Lise Monteillet et Raphaël Lecocq

Agriculteurs et réseaux sociaux : ça twitte au SIA

Le salon de l’agriculture touche à sa fin et les agriculteurs ont été nombreux à investir les réseaux sociaux pendant cette semaine. Ils utilisent twitter, facebook ou youtube pour communiquer directement avec le grand public, sans langue de bois, sans filtre et sans intermédiaire.

Pendant cette semaine de salon, la vidéo qui aura fait le plus grand buzz est sans doute celle montrant David Forge, un agriculteur qui communique régulièrement sur Youtube, conversant pendant une quinzaine de minutes, en tête à tête, avec Emmanuel Macron, à l’Élysée.

Sur sa chaîne youtube qui compte plus de 30 000 abonnés, David Forge avait diffusé une vidéo dans laquelle il lançait un appel au président de la République : « je sais que vous avez de grands projets pour l’agriculture et j’aimerais savoir comment vous me voyez cultiver, produire, pour les années à venir ? » « À ma plus grande surprise, il a accepté », raconte l'agriculteur. « Pourquoi je me suis adressé à lui ? Il incarne un changement assez fort dans l’agriculture en France », ajoute-t-il. Doit-on voir là un début d’engagement en politique pour David Forge ? « Non, je n’ai pas ce tempérament, je ne suis pas leader, je reste moi-même », répond-il sans hésitation. 

 

La twittosphère s’est aussi enflammée à l’occasion du salon de l’agriculture. L’association France Agri Twittos a profité de l’évènement pour organiser une rencontre entre tous ses membres. C’est la seconde fois, en quelques mois, que cette communauté virtuelle d’agriculteurs se rassemble, pour de vrai. « L’association compte désormais 120 adhérents, qui communiquent positivement sur leur métier », explique Cyrille Champenois, président de l’association et agriculteur dans les Ardennes.

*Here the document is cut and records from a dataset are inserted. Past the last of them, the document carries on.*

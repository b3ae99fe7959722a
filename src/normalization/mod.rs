//! Housekeeping-gene normalization and log2 transform
//!
//! Each sample's endogenous and housekeeping counts are scaled by the ratio
//! of that sample's housekeeping geometric mean to the run-wide average of
//! those geometric means, then log2-transformed. By construction the mean
//! normalization factor across a run is 1; values far from 1 indicate
//! unequal RNA loading.

use std::collections::{BTreeSet, HashMap};

use ndarray::Array2;
use serde::Serialize;

use crate::data::{CodeClass, NormalizedMatrix, RawCountTable};
use crate::error::{NCounterError, Result};
use crate::stats;

/// Per-sample housekeeping normalization factor
#[derive(Debug, Clone, Serialize)]
pub struct NormalizationFactor {
    pub sample_id: String,
    /// Geometric mean of this sample's housekeeping counts (zero-floored)
    pub hk_geomean: f64,
    /// hk_geomean / mean(hk_geomean over all samples in the run)
    pub norm_factor: f64,
}

/// Normalize a raw count table into a log2 expression matrix.
///
/// Only Endogenous and Housekeeping probes participate; zero counts are
/// floored to 1 before scaling so log2(0) can never appear in the matrix.
/// Genes absent from a sample stay missing (NaN), they are not imputed.
/// A sample with no housekeeping probes is a fatal configuration error.
pub fn normalize(
    table: &RawCountTable,
) -> Result<(NormalizedMatrix, Vec<NormalizationFactor>)> {
    let sample_ids: Vec<String> = table.sample_ids().to_vec();
    if sample_ids.is_empty() {
        return Err(NCounterError::EmptyData {
            reason: "raw count table has no samples".to_string(),
        });
    }

    // Floored counts per (sample, gene), restricted to analysis probes
    let mut counts: HashMap<(&str, &str), f64> = HashMap::new();
    let mut gene_set: BTreeSet<&str> = BTreeSet::new();
    let mut hk_counts: HashMap<&str, Vec<f64>> = HashMap::new();

    for record in table.records() {
        let is_hk = record.code_class == CodeClass::Housekeeping;
        if !is_hk && record.code_class != CodeClass::Endogenous {
            continue;
        }
        let floored = record.floored_count();
        counts.insert((record.sample_id.as_str(), record.gene.as_str()), floored);
        gene_set.insert(record.gene.as_str());
        if is_hk {
            hk_counts
                .entry(record.sample_id.as_str())
                .or_default()
                .push(floored);
        }
    }

    // Per-sample housekeeping geometric means; no housekeeping probes is fatal
    let mut hk_geomeans: Vec<f64> = Vec::with_capacity(sample_ids.len());
    for sample_id in &sample_ids {
        let hk = hk_counts
            .get(sample_id.as_str())
            .filter(|v| !v.is_empty())
            .ok_or_else(|| NCounterError::Normalization {
                sample_id: sample_id.clone(),
            })?;
        hk_geomeans.push(stats::geometric_mean(hk));
    }
    let run_mean = stats::mean(&hk_geomeans);

    let factors: Vec<NormalizationFactor> = sample_ids
        .iter()
        .zip(hk_geomeans.iter())
        .map(|(sample_id, &hk_geomean)| NormalizationFactor {
            sample_id: sample_id.clone(),
            hk_geomean,
            norm_factor: hk_geomean / run_mean,
        })
        .collect();

    // Sorted gene columns give a deterministic, reproducible matrix
    let gene_names: Vec<String> = gene_set.iter().map(|g| g.to_string()).collect();
    let mut values = Array2::from_elem((sample_ids.len(), gene_names.len()), f64::NAN);
    for (row, (sample_id, factor)) in sample_ids.iter().zip(factors.iter()).enumerate() {
        for (col, gene) in gene_names.iter().enumerate() {
            if let Some(&count) = counts.get(&(sample_id.as_str(), gene.as_str())) {
                values[[row, col]] = (count * factor.norm_factor).log2();
            }
        }
    }

    log::info!(
        "Normalized {} samples x {} genes (housekeeping geomean run average {:.2})",
        sample_ids.len(),
        gene_names.len(),
        run_mean
    );

    let matrix = NormalizedMatrix::new(sample_ids, gene_names, values)?;
    Ok((matrix, factors))
}

#[cfg(test)]
mod tests {
    use super::*;
    use crate::data::RawCountRecord;

    fn record(sample: &str, gene: &str, class: CodeClass, count: u64) -> RawCountRecord {
        RawCountRecord {
            code_class: class,
            gene: gene.to_string(),
            accession: String::new(),
            count,
            sample_id: sample.to_string(),
            source_file: format!("a_b_{}_1.RCC", sample),
        }
    }

    fn two_sample_table() -> RawCountTable {
        RawCountTable::new(vec![
            record("s1", "HK1", CodeClass::Housekeeping, 100),
            record("s1", "HK2", CodeClass::Housekeeping, 400),
            record("s1", "GeneA", CodeClass::Endogenous, 64),
            record("s2", "HK1", CodeClass::Housekeeping, 50),
            record("s2", "HK2", CodeClass::Housekeeping, 200),
            record("s2", "GeneA", CodeClass::Endogenous, 32),
        ])
        .unwrap()
    }

    #[test]
    fn test_norm_factors_mean_is_one() {
        let (_, factors) = normalize(&two_sample_table()).unwrap();
        // s1: gmean(100, 400) = 200; s2: gmean(50, 200) = 100; run mean = 150
        assert!((factors[0].hk_geomean - 200.0).abs() < 1e-9);
        assert!((factors[1].hk_geomean - 100.0).abs() < 1e-9);
        assert!((factors[0].norm_factor - 200.0 / 150.0).abs() < 1e-12);

        let mean_factor =
            factors.iter().map(|f| f.norm_factor).sum::<f64>() / factors.len() as f64;
        assert!((mean_factor - 1.0).abs() < 1e-12);
    }

    #[test]
    fn test_matrix_values_are_log2_scaled() {
        let (matrix, factors) = normalize(&two_sample_table()).unwrap();
        let col = matrix.gene_column("GeneA").unwrap();
        let expected_s1 = (64.0 * factors[0].norm_factor).log2();
        assert!((col[0] - expected_s1).abs() < 1e-12);
    }

    #[test]
    fn test_zero_count_floored_never_neg_infinity() {
        let table = RawCountTable::new(vec![
            record("s1", "HK1", CodeClass::Housekeeping, 100),
            record("s1", "GeneA", CodeClass::Endogenous, 0),
            record("s2", "HK1", CodeClass::Housekeeping, 100),
            record("s2", "GeneA", CodeClass::Endogenous, 8),
        ])
        .unwrap();

        let (matrix, _) = normalize(&table).unwrap();
        let col = matrix.gene_column("GeneA").unwrap();
        assert!(col.iter().all(|v| v.is_finite()));
        // floored to 1, factor 1 -> log2(1) = 0
        assert!((col[0] - 0.0).abs() < 1e-12);
    }

    #[test]
    fn test_missing_gene_stays_nan() {
        let table = RawCountTable::new(vec![
            record("s1", "HK1", CodeClass::Housekeeping, 100),
            record("s1", "GeneA", CodeClass::Endogenous, 50),
            record("s2", "HK1", CodeClass::Housekeeping, 100),
        ])
        .unwrap();

        let (matrix, _) = normalize(&table).unwrap();
        let col = matrix.gene_column("GeneA").unwrap();
        assert!(col[0].is_finite());
        assert!(col[1].is_nan());
    }

    #[test]
    fn test_no_housekeeping_is_fatal() {
        let table = RawCountTable::new(vec![
            record("s1", "HK1", CodeClass::Housekeeping, 100),
            record("s1", "GeneA", CodeClass::Endogenous, 50),
            record("s2", "GeneA", CodeClass::Endogenous, 60),
        ])
        .unwrap();

        match normalize(&table) {
            Err(NCounterError::Normalization { sample_id }) => assert_eq!(sample_id, "s2"),
            other => panic!("expected normalization error, got {:?}", other),
        }
    }

    #[test]
    fn test_normalization_is_idempotent() {
        let table = two_sample_table();
        let (first, _) = normalize(&table).unwrap();
        let (second, _) = normalize(&table).unwrap();
        assert_eq!(first.sample_ids(), second.sample_ids());
        assert_eq!(first.gene_names(), second.gene_names());
        // bit-identical values
        for (a, b) in first.values().iter().zip(second.values().iter()) {
            assert_eq!(a.to_bits(), b.to_bits());
        }
    }

    #[test]
    fn test_controls_excluded_from_matrix() {
        let table = RawCountTable::new(vec![
            record("s1", "HK1", CodeClass::Housekeeping, 100),
            record("s1", "GeneA", CodeClass::Endogenous, 50),
            record("s1", "POS_A(128)", CodeClass::Positive, 4000),
            record("s1", "NEG_A(0)", CodeClass::Negative, 2),
        ])
        .unwrap();

        let (matrix, _) = normalize(&table).unwrap();
        assert_eq!(matrix.gene_names(), &["GeneA".to_string(), "HK1".to_string()]);
    }
}
//! Annotation file discovery and reading

use std::path::Path;

use crate::data::SampleAnnotations;
use crate::error::{NCounterError, Result};

/// Marker token identifying the annotation file in a run directory
pub const ANNOTATIONS_MARKER: &str = "annotations";

/// Name of the sample identifier column in annotation files
pub const SAMPLE_KEY_COLUMN: &str = "RCC";

/// Look for an annotation file under `root` and read it if present.
///
/// Absence is not an error: the pipeline runs without annotations, it just
/// cannot join group labels or feed the DE stage.
pub fn find_annotations(root: &Path) -> Result<Option<SampleAnnotations>> {
    for entry in std::fs::read_dir(root)? {
        let entry = entry?;
        let path = entry.path();
        let name = entry.file_name().to_string_lossy().to_string();
        if path.is_file() && name.contains(ANNOTATIONS_MARKER) {
            log::info!("Sample annotations read from {}", name);
            return read_annotations(&path).map(Some);
        }
    }
    log::info!("No annotation file found under {}", root.display());
    Ok(None)
}

/// Read an annotation CSV.
///
/// The sample identifier column is `RCC` if present, otherwise the first
/// column; every other column is kept as a descriptive string label.
pub fn read_annotations(path: &Path) -> Result<SampleAnnotations> {
    let mut reader = csv::ReaderBuilder::new().trim(csv::Trim::All).from_path(path)?;

    let headers: Vec<String> = reader.headers()?.iter().map(|h| h.to_string()).collect();
    if headers.is_empty() {
        return Err(NCounterError::EmptyData {
            reason: format!("annotation file {} has no columns", path.display()),
        });
    }

    let key_idx = headers
        .iter()
        .position(|h| h == SAMPLE_KEY_COLUMN)
        .unwrap_or(0);
    let key_column = headers[key_idx].clone();

    let mut sample_ids: Vec<String> = Vec::new();
    let mut columns: Vec<Vec<String>> = vec![Vec::new(); headers.len()];
    for record in reader.records() {
        let record = record?;
        sample_ids.push(record.get(key_idx).unwrap_or_default().to_string());
        for (i, field) in record.iter().enumerate() {
            if i != key_idx {
                columns[i].push(field.to_string());
            }
        }
    }

    if sample_ids.is_empty() {
        return Err(NCounterError::EmptyData {
            reason: format!("annotation file {} has no rows", path.display()),
        });
    }

    let mut annotations = SampleAnnotations::new(&key_column, sample_ids);
    for (i, header) in headers.iter().enumerate() {
        if i != key_idx {
            annotations.add_column(header, std::mem::take(&mut columns[i]))?;
        }
    }
    Ok(annotations)
}

#[cfg(test)]
mod tests {
    use super::*;
    use std::io::Write;
    use tempfile::TempDir;

    #[test]
    fn test_read_annotations_with_rcc_key() {
        let dir = TempDir::new().unwrap();
        let path = dir.path().join("sample_annotations.csv");
        let mut file = std::fs::File::create(&path).unwrap();
        writeln!(file, "group,RCC,batch").unwrap();
        writeln!(file, "control,s1,b1").unwrap();
        writeln!(file, "treated,s2,b2").unwrap();

        let annot = read_annotations(&path).unwrap();
        assert_eq!(annot.key_column(), "RCC");
        assert_eq!(annot.sample_ids(), &["s1".to_string(), "s2".to_string()]);
        assert_eq!(annot.column_names(), &["group".to_string(), "batch".to_string()]);
        assert_eq!(annot.value_for_sample("group", "s2"), Some("treated"));
    }

    #[test]
    fn test_find_annotations_absent_is_none() {
        let dir = TempDir::new().unwrap();
        std::fs::write(dir.path().join("a_b_s1_1.RCC"), "x").unwrap();
        let found = find_annotations(dir.path()).unwrap();
        assert!(found.is_none());
    }

    #[test]
    fn test_find_annotations_by_marker() {
        let dir = TempDir::new().unwrap();
        let path = dir.path().join("run_annotations.csv");
        let mut file = std::fs::File::create(&path).unwrap();
        writeln!(file, "RCC,group").unwrap();
        writeln!(file, "s1,control").unwrap();

        let found = find_annotations(dir.path()).unwrap();
        assert!(found.is_some());
        assert_eq!(found.unwrap().n_samples(), 1);
    }
}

Les membres postent des messages sur twitter sous le même hashtag #FrAgTw. « C’est de la communication individuelle, chaque personne parle pour elle-même. Mais depuis qu’on a fait l’association, on sent que les messages individuels sont beaucoup plus relayés », confie-t-il. « On est beaucoup plus visible, même si ce n’était pas forcément le but premier quand on a créé l’association. Cela n’empêche pas le côté convivial : les agriculteurs ont des émotions, ils ont besoin de se retrouver, de faire la fête », rappelle Cyrille Champenois.